The thienopyridine derivatives ticlopidine and clopidogrel are inhibitors of ADP-induced platelet aggregation. Pharmacological activity of these prodrugs depends on cytochrome P450 (P450)-dependent oxidation to the active antithrombotic agent. In this study, we investigated the interaction potential of clopidogrel and ticlopidine by using human liver microsomes and recombinantly expressed P450 isoforms. Both clopidogrel and ticlopidine inhibited CYP2B6 with highest potency and CYP2C19 with lower potency. Clopidogrel also inhibited CYP2C9, and ticlopidine also inhibited CYP1A2, with lower potency. Inhibition of CYP2B6 was time- and concentration-dependent, and as shown by dialysis experiments, it was irreversible and dependent on NADPH, suggesting a mechanism-based mode of action. Inactivation was of nonpseudo-first-order type with maximal rates of inactivation (K-inact) for clopidogrel and ticlopidine in microsomes (recombinant CYP2B6) of 0.35 (1.5 min(-1)) and 0.5 min(-1) (0.8 min(-1)), respectively, and half-maximal inactivator concentrations ( K I) were 0.5 muM (1.1 muM) for clopidogrel and 0.2 muM (0.8 muM) for ticlopidine. Inhibition was attenuated by the presence of alternative active site ligands but not by nucleophilic trapping agents or reactive oxygen scavengers, further supporting mechanism-based action.
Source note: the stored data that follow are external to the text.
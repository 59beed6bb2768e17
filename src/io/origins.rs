//! Origin and destination CSV formats.

use crate::raster::{CoordinateProjector, Region};
use anyhow::{Context, Result};
use serde::{Deserialize, Serialize};
use std::fs::File;
use std::io::Write;
use std::path::Path;

/// Versioned header layouts of the origins CSV.
#[derive(Debug, Clone, Copy, Default, PartialEq, Eq, Serialize, Deserialize, clap::ValueEnum)]
#[serde(rename_all = "lowercase")]
pub enum OriginSchema {
    /// `origin_id,biomass,x,y`
    V1,
    /// `origin_id,biomass,count,x,y`
    #[default]
    V2,
}

impl OriginSchema {
    pub fn header(self) -> &'static [&'static str] {
        match self {
            OriginSchema::V1 => &["origin_id", "biomass", "x", "y"],
            OriginSchema::V2 => &["origin_id", "biomass", "count", "x", "y"],
        }
    }

    /// Identify the schema from a CSV header row.
    pub fn detect(header: &csv::StringRecord) -> Result<Self> {
        let columns: Vec<&str> = header.iter().map(str::trim).collect();
        [OriginSchema::V2, OriginSchema::V1]
            .into_iter()
            .find(|schema| schema.header() == columns.as_slice())
            .with_context(|| {
                format!(
                    "Unrecognised origins header {:?}, expected {:?} or {:?}",
                    columns,
                    OriginSchema::V2.header(),
                    OriginSchema::V1.header()
                )
            })
    }
}

/// One output origin record.
#[derive(Debug, Clone, PartialEq)]
pub struct Origin {
    /// 1-based id, contiguous in region order
    pub origin_id: u32,
    pub biomass: f64,
    pub count: u64,
    pub x: f64,
    pub y: f64,
}

/// Number regions 1..K in label order and project their centroids.
pub fn origins_from_regions(regions: &[Region], projector: &CoordinateProjector) -> Vec<Origin> {
    regions
        .iter()
        .enumerate()
        .map(|(i, region)| {
            let (x, y) = projector.project(region.centroid_row, region.centroid_col);
            Origin {
                origin_id: i as u32 + 1,
                biomass: region.biomass,
                count: region.count,
                x,
                y,
            }
        })
        .collect()
}

/// Writes origin records under a fixed, versioned header.
pub struct OriginWriter<W: Write> {
    writer: csv::Writer<W>,
    schema: OriginSchema,
    written: usize,
}

impl OriginWriter<File> {
    /// Create (or truncate) an origins CSV at `path`.
    pub fn create(path: &Path, schema: OriginSchema) -> Result<Self> {
        let file = File::create(path)
            .with_context(|| format!("Cannot create origins file {}", path.display()))?;
        Self::new(file, schema)
    }
}

impl<W: Write> OriginWriter<W> {
    /// Wrap `inner` and write the header row.
    pub fn new(inner: W, schema: OriginSchema) -> Result<Self> {
        let mut writer = csv::WriterBuilder::new().has_headers(false).from_writer(inner);
        writer
            .write_record(schema.header())
            .context("Failed to write origins header")?;
        Ok(Self {
            writer,
            schema,
            written: 0,
        })
    }

    pub fn write(&mut self, origin: &Origin) -> Result<()> {
        // Display formatting keeps whole numbers without a trailing ".0"
        let mut record = vec![origin.origin_id.to_string(), origin.biomass.to_string()];
        if self.schema == OriginSchema::V2 {
            record.push(origin.count.to_string());
        }
        record.push(origin.x.to_string());
        record.push(origin.y.to_string());

        self.writer
            .write_record(&record)
            .with_context(|| format!("Failed to write origin {}", origin.origin_id))?;
        self.written += 1;
        Ok(())
    }

    /// Flush and return the number of records written.
    pub fn finish(mut self) -> Result<usize> {
        self.writer.flush().context("Failed to flush origins file")?;
        Ok(self.written)
    }
}

/// Header layout of a destinations CSV; both carry the same four columns.
#[derive(Debug, Clone, Copy, PartialEq, Eq)]
pub enum DestinationHeader {
    /// `destination_id,name,x,y`
    Name,
    /// `destination_id,destination_name,x,y`
    DestinationName,
}

impl DestinationHeader {
    pub fn name_column(self) -> &'static str {
        match self {
            DestinationHeader::Name => "name",
            DestinationHeader::DestinationName => "destination_name",
        }
    }

    pub fn detect(header: &csv::StringRecord) -> Result<Self> {
        let columns: Vec<&str> = header.iter().map(str::trim).collect();
        match columns.as_slice() {
            ["destination_id", "name", "x", "y"] => Ok(DestinationHeader::Name),
            ["destination_id", "destination_name", "x", "y"] => Ok(DestinationHeader::DestinationName),
            other => anyhow::bail!(
                "Unrecognised destinations header {:?}, expected destination_id,name,x,y",
                other
            ),
        }
    }
}

/// Read only the header row of a CSV file.
pub fn read_csv_header(path: &Path) -> Result<csv::StringRecord> {
    let mut reader = csv::Reader::from_path(path)
        .with_context(|| format!("Cannot open CSV {}", path.display()))?;
    let header = reader
        .headers()
        .with_context(|| format!("Cannot read CSV header of {}", path.display()))?
        .clone();
    Ok(header)
}

#[cfg(test)]
mod tests {
    use super::*;
    use crate::raster::{GeoTransform, PixelAnchor};

    fn region(label: u32, count: u64, biomass: f64, row: f64, col: f64) -> Region {
        Region {
            label,
            count,
            biomass,
            centroid_row: row,
            centroid_col: col,
        }
    }

    #[test]
    fn test_origin_ids_contiguous() {
        let regions = vec![
            region(1, 4, 12.0, 1.5, 1.5),
            region(2, 1, 3.0, 4.0, 0.0),
            region(3, 2, 8.5, 0.0, 3.5),
        ];
        let projector = CoordinateProjector::new(GeoTransform::IDENTITY, PixelAnchor::Corner);
        let origins = origins_from_regions(&regions, &projector);
        let ids: Vec<u32> = origins.iter().map(|o| o.origin_id).collect();
        assert_eq!(ids, vec![1, 2, 3]);
        assert_eq!(origins[2].x, 3.5);
        assert_eq!(origins[2].y, 0.0);
    }

    #[test]
    fn test_write_v2() {
        let mut buf = Vec::new();
        let mut writer = OriginWriter::new(&mut buf, OriginSchema::V2).unwrap();
        writer
            .write(&Origin { origin_id: 1, biomass: 12.0, count: 4, x: 1.5, y: -2.0 })
            .unwrap();
        assert_eq!(writer.finish().unwrap(), 1);
        let text = String::from_utf8(buf).unwrap();
        assert_eq!(text, "origin_id,biomass,count,x,y\n1,12,4,1.5,-2\n");
    }

    #[test]
    fn test_write_v1_omits_count() {
        let mut buf = Vec::new();
        let mut writer = OriginWriter::new(&mut buf, OriginSchema::V1).unwrap();
        writer
            .write(&Origin { origin_id: 7, biomass: 2.25, count: 9, x: 10.0, y: 20.0 })
            .unwrap();
        writer.finish().unwrap();
        let text = String::from_utf8(buf).unwrap();
        assert_eq!(text, "origin_id,biomass,x,y\n7,2.25,10,20\n");
    }

    #[test]
    fn test_header_detection() {
        let v2 = csv::StringRecord::from(vec!["origin_id", "biomass", "count", "x", "y"]);
        assert_eq!(OriginSchema::detect(&v2).unwrap(), OriginSchema::V2);
        let v1 = csv::StringRecord::from(vec!["origin_id", "biomass", "x", "y"]);
        assert_eq!(OriginSchema::detect(&v1).unwrap(), OriginSchema::V1);
        let bad = csv::StringRecord::from(vec!["id", "x", "y"]);
        assert!(OriginSchema::detect(&bad).is_err());

        let dest = csv::StringRecord::from(vec!["destination_id", "destination_name", "x", "y"]);
        assert_eq!(DestinationHeader::detect(&dest).unwrap().name_column(), "destination_name");
        let dest = csv::StringRecord::from(vec!["destination_id", "name", "x", "y"]);
        assert_eq!(DestinationHeader::detect(&dest).unwrap(), DestinationHeader::Name);
    }

    #[test]
    fn test_create_and_read_header() {
        let dir = tempfile::tempdir().unwrap();
        let path = dir.path().join("origins.csv");
        let writer = OriginWriter::create(&path, OriginSchema::V2).unwrap();
        assert_eq!(writer.finish().unwrap(), 0);
        let header = read_csv_header(&path).unwrap();
        assert_eq!(OriginSchema::detect(&header).unwrap(), OriginSchema::V2);
    }
}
A chemical mechanism is discussed based on the known metabolic activation of clopidogrel and on the finding that hemoprotein integrity of recombinant CYP2B6 was not affected by irreversible inhibition. These results suggest the possibility of drug interactions between thienopyridine derivates and drug substrates of CYP2B6 and CYP2C19.